◆ DATA RECORDS ◆
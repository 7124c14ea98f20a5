//! Gemini `generateContent` client.
//!
//! Request:
//!
//! ```text
//! POST {endpoint}/v1beta/models/{model}:generateContent
//! x-goog-api-key: {api_key}
//!
//! {"contents":[{"parts":[{"text":"..."}]}],
//!  "generationConfig":{"imageConfig":{"aspectRatio":"1:1"}}}
//! ```
//!
//! Only the first candidate is read. Its parts keep their order; image parts
//! carry base64 `inlineData`.

use async_trait::async_trait;
use base64::{Engine as _, engine::general_purpose::STANDARD};
use serde::{Deserialize, Serialize};

use super::{ContentPart, GenerationRequest, GenerationResponse, ImageGenerator};
use crate::error::StudioError;

pub const DEFAULT_ENDPOINT: &str = "https://generativelanguage.googleapis.com";
pub const DEFAULT_MODEL: &str = "gemini-3-flash-preview";

/// Connection settings for the Gemini API.
#[derive(Debug, Clone)]
pub struct GeminiConfig {
    pub api_key: String,
    pub model: String,
    /// Base URL, without trailing slash
    pub endpoint: String,
}

impl GeminiConfig {
    pub fn new(api_key: impl Into<String>) -> Self {
        Self {
            api_key: api_key.into(),
            model: DEFAULT_MODEL.to_string(),
            endpoint: DEFAULT_ENDPOINT.to_string(),
        }
    }

    fn url(&self) -> String {
        format!(
            "{}/v1beta/models/{}:generateContent",
            self.endpoint.trim_end_matches('/'),
            self.model
        )
    }
}

// ============================================================================
// WIRE FORMAT
// ============================================================================

#[derive(Serialize)]
#[serde(rename_all = "camelCase")]
struct GenerateContentRequest<'a> {
    contents: Vec<RequestContent<'a>>,
    generation_config: GenerationConfig<'a>,
}

#[derive(Serialize)]
struct RequestContent<'a> {
    parts: Vec<TextPart<'a>>,
}

#[derive(Serialize)]
struct TextPart<'a> {
    text: &'a str,
}

#[derive(Serialize)]
#[serde(rename_all = "camelCase")]
struct GenerationConfig<'a> {
    image_config: ImageConfig<'a>,
}

#[derive(Serialize)]
#[serde(rename_all = "camelCase")]
struct ImageConfig<'a> {
    aspect_ratio: &'a str,
}

#[derive(Deserialize)]
struct GenerateContentResponse {
    #[serde(default)]
    candidates: Vec<Candidate>,
}

#[derive(Deserialize)]
struct Candidate {
    content: Option<CandidateContent>,
}

#[derive(Deserialize)]
struct CandidateContent {
    #[serde(default)]
    parts: Vec<WirePart>,
}

#[derive(Deserialize)]
#[serde(rename_all = "camelCase")]
struct WirePart {
    text: Option<String>,
    inline_data: Option<InlineData>,
}

#[derive(Deserialize)]
#[serde(rename_all = "camelCase")]
struct InlineData {
    mime_type: String,
    data: String,
}

fn request_body(request: &GenerationRequest) -> GenerateContentRequest<'_> {
    GenerateContentRequest {
        contents: vec![RequestContent {
            parts: vec![TextPart {
                text: &request.prompt,
            }],
        }],
        generation_config: GenerationConfig {
            image_config: ImageConfig {
                aspect_ratio: &request.aspect_ratio,
            },
        },
    }
}

/// Parse a `generateContent` response body.
pub fn parse_response(body: &str) -> Result<GenerationResponse, StudioError> {
    let response: GenerateContentResponse = serde_json::from_str(body)
        .map_err(|e| StudioError::Generation(format!("Invalid response JSON: {}", e)))?;

    let candidate = response
        .candidates
        .into_iter()
        .next()
        .ok_or_else(|| StudioError::Generation("Response has no candidates".to_string()))?;

    // Only the first inline image is decoded; later image parts are dropped
    let mut parts = Vec::new();
    let mut has_image = false;
    for part in candidate.content.map(|c| c.parts).unwrap_or_default() {
        if let Some(inline) = part.inline_data {
            if has_image {
                continue;
            }
            has_image = true;
            let data = STANDARD
                .decode(inline.data.as_bytes())
                .map_err(|e| StudioError::Generation(format!("Invalid inline image data: {}", e)))?;
            parts.push(ContentPart::InlineImage {
                mime_type: inline.mime_type,
                data,
            });
        } else if let Some(text) = part.text {
            parts.push(ContentPart::Text(text));
        }
    }

    Ok(GenerationResponse { parts })
}

/// [`ImageGenerator`] backed by the Gemini REST API.
pub struct GeminiGenerator {
    http_client: reqwest::Client,
    config: GeminiConfig,
}

impl GeminiGenerator {
    pub fn new(http_client: reqwest::Client, config: GeminiConfig) -> Self {
        Self {
            http_client,
            config,
        }
    }

    pub fn config(&self) -> &GeminiConfig {
        &self.config
    }
}

#[async_trait]
impl ImageGenerator for GeminiGenerator {
    async fn generate(&self, request: &GenerationRequest) -> Result<GenerationResponse, StudioError> {
        let response = self
            .http_client
            .post(self.config.url())
            .header("x-goog-api-key", &self.config.api_key)
            .json(&request_body(request))
            .send()
            .await
            .map_err(|e| StudioError::Generation(format!("Request failed: {}", e)))?;

        let status = response.status();
        let body = response
            .text()
            .await
            .map_err(|e| StudioError::Generation(format!("Failed to read response: {}", e)))?;

        if !status.is_success() {
            let snippet: String = body.chars().take(200).collect();
            return Err(StudioError::Generation(format!("HTTP {}: {}", status, snippet)));
        }

        parse_response(&body)
    }
}

#[cfg(test)]
mod tests {
    use super::*;
    use crate::assets::BaseImage;
    use pretty_assertions::assert_eq;
    use serde_json::json;

    #[test]
    fn test_request_body_shape() {
        let request = GenerationRequest {
            prompt: "a whale".to_string(),
            aspect_ratio: "1:1".to_string(),
        };
        let body = serde_json::to_value(request_body(&request)).unwrap();
        assert_eq!(
            body,
            json!({
                "contents": [{"parts": [{"text": "a whale"}]}],
                "generationConfig": {"imageConfig": {"aspectRatio": "1:1"}}
            })
        );
    }

    #[test]
    fn test_url() {
        let mut config = GeminiConfig::new("key");
        config.endpoint = "http://localhost:9000/".to_string();
        assert_eq!(
            config.url(),
            "http://localhost:9000/v1beta/models/gemini-3-flash-preview:generateContent"
        );
    }

    #[test]
    fn test_parse_keeps_first_image_only() {
        let body = json!({
            "candidates": [{
                "content": {
                    "parts": [
                        {"text": "Here is your page"},
                        {"inlineData": {"mimeType": "image/png", "data": "AQID"}},
                        {"inlineData": {"mimeType": "image/jpeg", "data": "BAUG"}}
                    ]
                }
            }]
        })
        .to_string();

        let response = parse_response(&body).unwrap();
        assert_eq!(
            response.parts,
            vec![
                ContentPart::Text("Here is your page".to_string()),
                ContentPart::InlineImage {
                    mime_type: "image/png".to_string(),
                    data: vec![1, 2, 3],
                },
            ]
        );
        assert_eq!(
            response.first_image(),
            Some(BaseImage::inline("image/png", vec![1, 2, 3]))
        );
    }

    #[test]
    fn test_parse_ignores_malformed_later_image() {
        let body = json!({
            "candidates": [{
                "content": {
                    "parts": [
                        {"inlineData": {"mimeType": "image/png", "data": "AQID"}},
                        {"inlineData": {"mimeType": "image/png", "data": "%%%"}}
                    ]
                }
            }]
        })
        .to_string();

        let response = parse_response(&body).unwrap();
        assert_eq!(
            response.first_image(),
            Some(BaseImage::inline("image/png", vec![1, 2, 3]))
        );
    }

    #[test]
    fn test_parse_only_first_candidate() {
        let body = json!({
            "candidates": [
                {"content": {"parts": [{"text": "no image"}]}},
                {"content": {"parts": [{"inlineData": {"mimeType": "image/png", "data": "AQID"}}]}}
            ]
        })
        .to_string();
        assert!(parse_response(&body).unwrap().first_image().is_none());
    }

    #[test]
    fn test_parse_errors() {
        assert!(parse_response("{}").is_err());
        assert!(parse_response("not json").is_err());
        let bad_data = json!({
            "candidates": [{"content": {"parts": [{"inlineData": {"mimeType": "image/png", "data": "%%%"}}]}}]
        })
        .to_string();
        assert!(parse_response(&bad_data).is_err());
    }

    #[test]
    fn test_parse_candidate_without_content() {
        let response = parse_response(r#"{"candidates": [{"finishReason": "SAFETY"}]}"#).unwrap();
        assert!(response.parts.is_empty());
    }
}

◆ PROMPT ◆
Each line of the material that includes the string "candidates" is to be counted; give only the final number.

◆ TASK RESPONSE ◆
8